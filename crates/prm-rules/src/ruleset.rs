//! # Rule Sets — Versioned Rule Tables per Code Edition
//!
//! Every code edition the crate evaluates has one [`EditionProfile`]: the
//! constants and climate-zone lists its rules read. A [`RuleSet`] binds a
//! profile to a [`RuleConfig`] and the standards database, and the rule
//! modules implement their operations as methods on it.
//!
//! ## Design
//!
//! Editions that share a rule share the table: 90.1-2019 and 90.1-PRM-2019
//! point at the same [`AirLoopTable`]. An edition without a table for a
//! rule family reports [`RuleError::UnsupportedTemplate`] when one of those
//! rules is asked for, so a missing rule never silently falls through to
//! another edition's numbers.
//!
//! ## Implements
//!
//! - ASHRAE 90.1-2016: minimum zone ventilation efficiency.
//! - ASHRAE 90.1-2019: air-loop economizer, DCV, damper, staging, SAT reset,
//!   energy recovery, and VRP rules.
//! - ASHRAE 90.1-2019 Appendix G: the 2019 air-loop rules plus the baseline
//!   model rules.

use prm_core::Template;
use prm_model::EconomizerType;
use prm_standards::StandardsData;

use crate::config::RuleConfig;
use crate::error::{RuleError, RuleResult};

// ─── Tables ─────────────────────────────────────────────────────────────────

/// Economizer types prohibited in a set of climate zones.
#[derive(Debug)]
pub struct EconomizerProhibition {
    pub climate_zones: &'static [&'static str],
    pub prohibited: &'static [EconomizerType],
}

/// Constants of the air-loop rules.
#[derive(Debug)]
pub struct AirLoopTable {
    /// Btu/lb.
    pub fixed_enthalpy_limit: f64,
    /// °F.
    pub fixed_dew_point_limit: f64,
    /// °F, dry-bulb limit paired with the dew-point limit.
    pub fixed_dew_point_dry_bulb_limit: f64,
    pub integrated_economizer_required: bool,
    pub economizer_prohibitions: &'static [EconomizerProhibition],
    /// Multizone VAV optimization is not required above this OA fraction.
    pub vav_optimization_max_oa_fraction: f64,
    /// cfm.
    pub dcv_min_oa_without_economizer: f64,
    /// cfm.
    pub dcv_min_oa_with_economizer: f64,
    /// Zones where motorized OA dampers are exempt at any height.
    pub motorized_damper_exempt_zones: &'static [&'static str],
    /// Btu/h.
    pub two_stage_min_cooling_capacity: f64,
    /// Zones where SAT reset is not required.
    pub sat_reset_exempt_zones: &'static [&'static str],
    /// Annual hours of operation separating the ERV tables.
    pub erv_operating_hours_threshold: f64,
    /// Occupant diversity used by the ventilation rate procedure.
    pub occupant_diversity: f64,
    /// Safety factor on the VRP minimum damper position.
    pub vrp_damper_safety_factor: f64,
}

/// Constants of the Appendix G baseline rules.
#[derive(Debug)]
pub struct PrmTable {
    /// ft².
    pub group_minimum_area: f64,
    /// ft², Xcel Energy CO EDA.
    pub xcel_group_minimum_area: f64,
    /// ft², boundary between systems 3/4 and 5/6.
    pub small_system_area_limit: f64,
    /// ft², boundary between systems 5/6 and 7/8.
    pub large_system_area_limit: f64,
    /// Zones where the baseline heats with electricity.
    pub electric_heating_zones: &'static [&'static str],
    pub vav_fan_type: &'static str,
    /// Percent.
    pub skylight_to_roof_ratio_limit: f64,
    pub requires_proposed_model_sizing_run: bool,
    pub fan_power_breakdown: bool,
    /// °F.
    pub unit_heater_supply_temperature: f64,
    /// °F.
    pub lab_delta_t: f64,
    /// °F below the warmest zone heating setpoint.
    pub preheat_offset: f64,
    /// °C, used when no zone heating setpoint is found.
    pub default_heating_setpoint: f64,
    /// cfm/ft² of envelope at 75 Pa.
    pub infiltration_rate_at_75pa: f64,
    /// Converts a 75 Pa rate to typical operating conditions.
    pub infiltration_conversion_factor: f64,
    /// Coefficients used when the model's are missing or inconsistent.
    pub default_infiltration_coefficients: [f64; 4],
    /// cfm; baseline loops at or below this OA flow need no DCV.
    pub baseline_dcv_min_oa: f64,
    /// People per 1000 ft²; baseline zones at or below need no DCV.
    pub baseline_dcv_max_occupancy: f64,
    /// ft²; user-model zones at or below need no DCV.
    pub user_dcv_min_zone_area: f64,
    /// People per 1000 ft²; user-model zones below need no DCV.
    pub user_dcv_min_occupancy: f64,
}

/// The rule tables of one code edition.
#[derive(Debug)]
pub struct EditionProfile {
    pub template: Template,
    pub minimum_zone_ventilation_efficiency: f64,
    pub air_loop: Option<&'static AirLoopTable>,
    pub prm: Option<&'static PrmTable>,
}

const B_ZONES_AND_COLD_MARINE: &[&str] = &[
    "0B", "1B", "2B", "3B", "4B", "5B", "6B", "7B", "8B", "3C", "4C", "7A", "8A",
];

const HOT_HUMID_ZONES: &[&str] = &["0A", "1A", "2A", "3A", "4A"];

static ECONOMIZER_PROHIBITIONS_2019: [EconomizerProhibition; 2] = [
    EconomizerProhibition {
        climate_zones: B_ZONES_AND_COLD_MARINE,
        prohibited: &[EconomizerType::FixedEnthalpy],
    },
    EconomizerProhibition {
        climate_zones: HOT_HUMID_ZONES,
        prohibited: &[EconomizerType::FixedDryBulb, EconomizerType::DifferentialDryBulb],
    },
];

static AIR_LOOP_2019: AirLoopTable = AirLoopTable {
    fixed_enthalpy_limit: 28.0,
    fixed_dew_point_limit: 55.0,
    fixed_dew_point_dry_bulb_limit: 75.0,
    integrated_economizer_required: true,
    economizer_prohibitions: &ECONOMIZER_PROHIBITIONS_2019,
    vav_optimization_max_oa_fraction: 0.7,
    dcv_min_oa_without_economizer: 3000.0,
    dcv_min_oa_with_economizer: 750.0,
    motorized_damper_exempt_zones: &[
        "0A", "0B", "1A", "1B", "2A", "2B", "3A", "3B", "3C",
    ],
    two_stage_min_cooling_capacity: 65_000.0,
    sat_reset_exempt_zones: &["0A", "1A", "2A", "3A"],
    erv_operating_hours_threshold: 8000.0,
    occupant_diversity: 0.66,
    vrp_damper_safety_factor: 1.5,
};

static PRM_2019: PrmTable = PrmTable {
    group_minimum_area: 20_000.0,
    xcel_group_minimum_area: 5_000.0,
    small_system_area_limit: 25_000.0,
    large_system_area_limit: 150_000.0,
    electric_heating_zones: &["1A", "2A", "3A"],
    vav_fan_type: "Variable Speed Fan",
    skylight_to_roof_ratio_limit: 3.0,
    requires_proposed_model_sizing_run: true,
    fan_power_breakdown: true,
    unit_heater_supply_temperature: 105.0,
    lab_delta_t: 17.0,
    preheat_offset: 20.0,
    default_heating_setpoint: 22.2,
    infiltration_rate_at_75pa: 1.0,
    infiltration_conversion_factor: 0.112,
    default_infiltration_coefficients: [0.0, 0.0, 0.224, 0.0],
    baseline_dcv_min_oa: 3000.0,
    baseline_dcv_max_occupancy: 100.0,
    user_dcv_min_zone_area: 500.0,
    user_dcv_min_occupancy: 25.0,
};

static EDITIONS: [EditionProfile; 3] = [
    EditionProfile {
        template: Template::Ashrae2016,
        minimum_zone_ventilation_efficiency: 0.6,
        air_loop: None,
        prm: None,
    },
    EditionProfile {
        template: Template::Ashrae2019,
        minimum_zone_ventilation_efficiency: 0.6,
        air_loop: Some(&AIR_LOOP_2019),
        prm: None,
    },
    EditionProfile {
        template: Template::Prm2019,
        minimum_zone_ventilation_efficiency: 0.6,
        air_loop: Some(&AIR_LOOP_2019),
        prm: Some(&PRM_2019),
    },
];

impl EditionProfile {
    /// The profile of `template`, if the crate evaluates that edition.
    pub fn for_template(template: Template) -> Option<&'static EditionProfile> {
        EDITIONS.iter().find(|p| p.template == template)
    }

    /// Templates that have a profile.
    pub fn supported_templates() -> impl Iterator<Item = Template> {
        EDITIONS.iter().map(|p| p.template)
    }
}

// ─── Rule set ───────────────────────────────────────────────────────────────

/// Rule evaluation context for one configuration.
#[derive(Debug, Clone, Copy)]
pub struct RuleSet<'a> {
    config: RuleConfig,
    profile: &'static EditionProfile,
    standards: &'a StandardsData,
}

impl<'a> RuleSet<'a> {
    /// Select the rule set for `config.template`.
    pub fn new(config: RuleConfig, standards: &'a StandardsData) -> RuleResult<Self> {
        let profile = EditionProfile::for_template(config.template).ok_or(
            RuleError::UnsupportedTemplate {
                template: config.template,
                rule: "rule set",
            },
        )?;
        tracing::debug!(
            template = %config.template,
            building_type = ?config.building_type,
            custom = ?config.custom,
            "selected rule set"
        );
        Ok(Self {
            config,
            profile,
            standards,
        })
    }

    pub fn config(&self) -> &RuleConfig {
        &self.config
    }

    pub fn template(&self) -> Template {
        self.config.template
    }

    pub fn profile(&self) -> &'static EditionProfile {
        self.profile
    }

    pub fn standards(&self) -> &'a StandardsData {
        self.standards
    }

    /// Minimum zone ventilation efficiency.
    pub fn minimum_zone_ventilation_efficiency(&self) -> f64 {
        self.profile.minimum_zone_ventilation_efficiency
    }

    pub(crate) fn air_loop_table(&self, rule: &'static str) -> RuleResult<&'static AirLoopTable> {
        self.profile.air_loop.ok_or(RuleError::UnsupportedTemplate {
            template: self.config.template,
            rule,
        })
    }

    pub(crate) fn prm_table(&self, rule: &'static str) -> RuleResult<&'static PrmTable> {
        self.profile.prm.ok_or(RuleError::UnsupportedTemplate {
            template: self.config.template,
            rule,
        })
    }
}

■ **PROBLEM STATEMENT**
Every line above with the string "systems" in it should be copied into the answer.

■ **RESULT FOR THIS TASK**
    /// ft², boundary between systems 3/4 and 5/6.
    /// ft², boundary between systems 5/6 and 7/8.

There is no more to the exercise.